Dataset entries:
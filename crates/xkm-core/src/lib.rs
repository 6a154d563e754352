//! Core domain model for the xkcd archive mirror.

use std::fmt;
use std::ops::RangeInclusive;

use serde::{Deserialize, Serialize};

pub const CRATE_NAME: &str = "xkm-core";

/// Reserved search term that lists every stored entry.
pub const SEARCH_ALL: &str = "-";

/// One archived comic. `num` is assigned by the remote archive and never reused.
#[derive(Debug, Clone, PartialEq, Eq, Serialize, Deserialize)]
pub struct Entry {
    pub num: u32,
    pub title: String,
    pub image: String,
    pub alt: String,
    pub transcript: String,
}

/// Remote head versus local head for a single synchronization run.
///
/// `highest_local` is `None` for an empty store, which is distinct from any
/// stored number (1 is a valid entry).
#[derive(Debug, Clone, Copy, PartialEq, Eq, Serialize, Deserialize)]
pub struct SyncCursor {
    pub latest_remote: u32,
    pub highest_local: Option<u32>,
}

impl SyncCursor {
    pub fn new(latest_remote: u32, highest_local: Option<u32>) -> Self {
        Self {
            latest_remote,
            highest_local,
        }
    }

    /// Entry numbers published remotely but not yet stored locally.
    ///
    /// `(highest_local, latest_remote]` for a non-empty store, `[1, latest_remote]`
    /// otherwise. Empty when the store has caught up (or is ahead).
    pub fn missing(&self) -> RangeInclusive<u32> {
        let start = match self.highest_local {
            None => 1,
            Some(highest) => match highest.checked_add(1) {
                Some(next) => next,
                None => return empty_range(),
            },
        };
        start..=self.latest_remote
    }

    pub fn missing_count(&self) -> usize {
        let range = self.missing();
        if range.is_empty() {
            0
        } else {
            (range.end() - range.start()) as usize + 1
        }
    }

    pub fn is_up_to_date(&self) -> bool {
        self.missing().is_empty()
    }
}

#[allow(clippy::reversed_empty_ranges)]
fn empty_range() -> RangeInclusive<u32> {
    1..=0
}

/// Parsed form of a user-supplied search term.
#[derive(Debug, Clone, PartialEq, Eq)]
pub enum SearchTerm {
    All,
    /// Case-sensitive literal substring, matched against title, image, alt and transcript.
    Contains(String),
}

impl SearchTerm {
    pub fn parse(raw: &str) -> Self {
        if raw == SEARCH_ALL {
            Self::All
        } else {
            Self::Contains(raw.to_string())
        }
    }
}

impl fmt::Display for SearchTerm {
    fn fmt(&self, f: &mut fmt::Formatter<'_>) -> fmt::Result {
        match self {
            Self::All => f.write_str(SEARCH_ALL),
            Self::Contains(term) => f.write_str(term),
        }
    }
}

*What the task asks*
For every entry in the records above, write an exact copy.

*Final answer*
filename crates/xkm-core/src/lib.rs
repository 6a154d563e754352
//! Core domain model for the xkcd archive mirror.

use std::fmt;
use std::ops::RangeInclusive;

use serde::{Deserialize, Serialize};

pub const CRATE_NAME: &str = "xkm-core";

/// Reserved search term that lists every stored entry.
pub const SEARCH_ALL: &str = "-";

/// One archived comic. `num` is assigned by the remote archive and never reused.
#[derive(Debug, Clone, PartialEq, Eq, Serialize, Deserialize)]
pub struct Entry {
    pub num: u32,
    pub title: String,
    pub image: String,
    pub alt: String,
    pub transcript: String,
}

/// Remote head versus local head for a single synchronization run.
///
/// `highest_local` is `None` for an empty store, which is distinct from any
/// stored number (1 is a valid entry).
#[derive(Debug, Clone, Copy, PartialEq, Eq, Serialize, Deserialize)]
pub struct SyncCursor {
    pub latest_remote: u32,
    pub highest_local: Option<u32>,
}

impl SyncCursor {
    pub fn new(latest_remote: u32, highest_local: Option<u32>) -> Self {
        Self {
            latest_remote,
            highest_local,
        }
    }

    /// Entry numbers published remotely but not yet stored locally.
    ///
    /// `(highest_local, latest_remote]` for a non-empty store, `[1, latest_remote]`
    /// otherwise. Empty when the store has caught up (or is ahead).
    pub fn missing(&self) -> RangeInclusive<u32> {
        let start = match self.highest_local {
            None => 1,
            Some(highest) => match highest.checked_add(1) {
                Some(next) => next,
                None => return empty_range(),
            },
        };
        start..=self.latest_remote
    }

    pub fn missing_count(&self) -> usize {
        let range = self.missing();
        if range.is_empty() {
            0
        } else {
            (range.end() - range.start()) as usize + 1
        }
    }

    pub fn is_up_to_date(&self) -> bool {
        self.missing().is_empty()
    }
}

#[allow(clippy::reversed_empty_ranges)]
fn empty_range() -> RangeInclusive<u32> {
    1..=0
}

/// Parsed form of a user-supplied search term.
#[derive(Debug, Clone, PartialEq, Eq)]
pub enum SearchTerm {
    All,
    /// Case-sensitive literal substring, matched against title, image, alt and transcript.
    Contains(String),
}

impl SearchTerm {
    pub fn parse(raw: &str) -> Self {
        if raw == SEARCH_ALL {
            Self::All
        } else {
            Self::Contains(raw.to_string())
        }
    }
}

impl fmt::Display for SearchTerm {
    fn fmt(&self, f: &mut fmt::Formatter<'_>) -> fmt::Result {
        match self {
            Self::All => f.write_str(SEARCH_ALL),
            Self::Contains(term) => f.write_str(term),
        }
    }
}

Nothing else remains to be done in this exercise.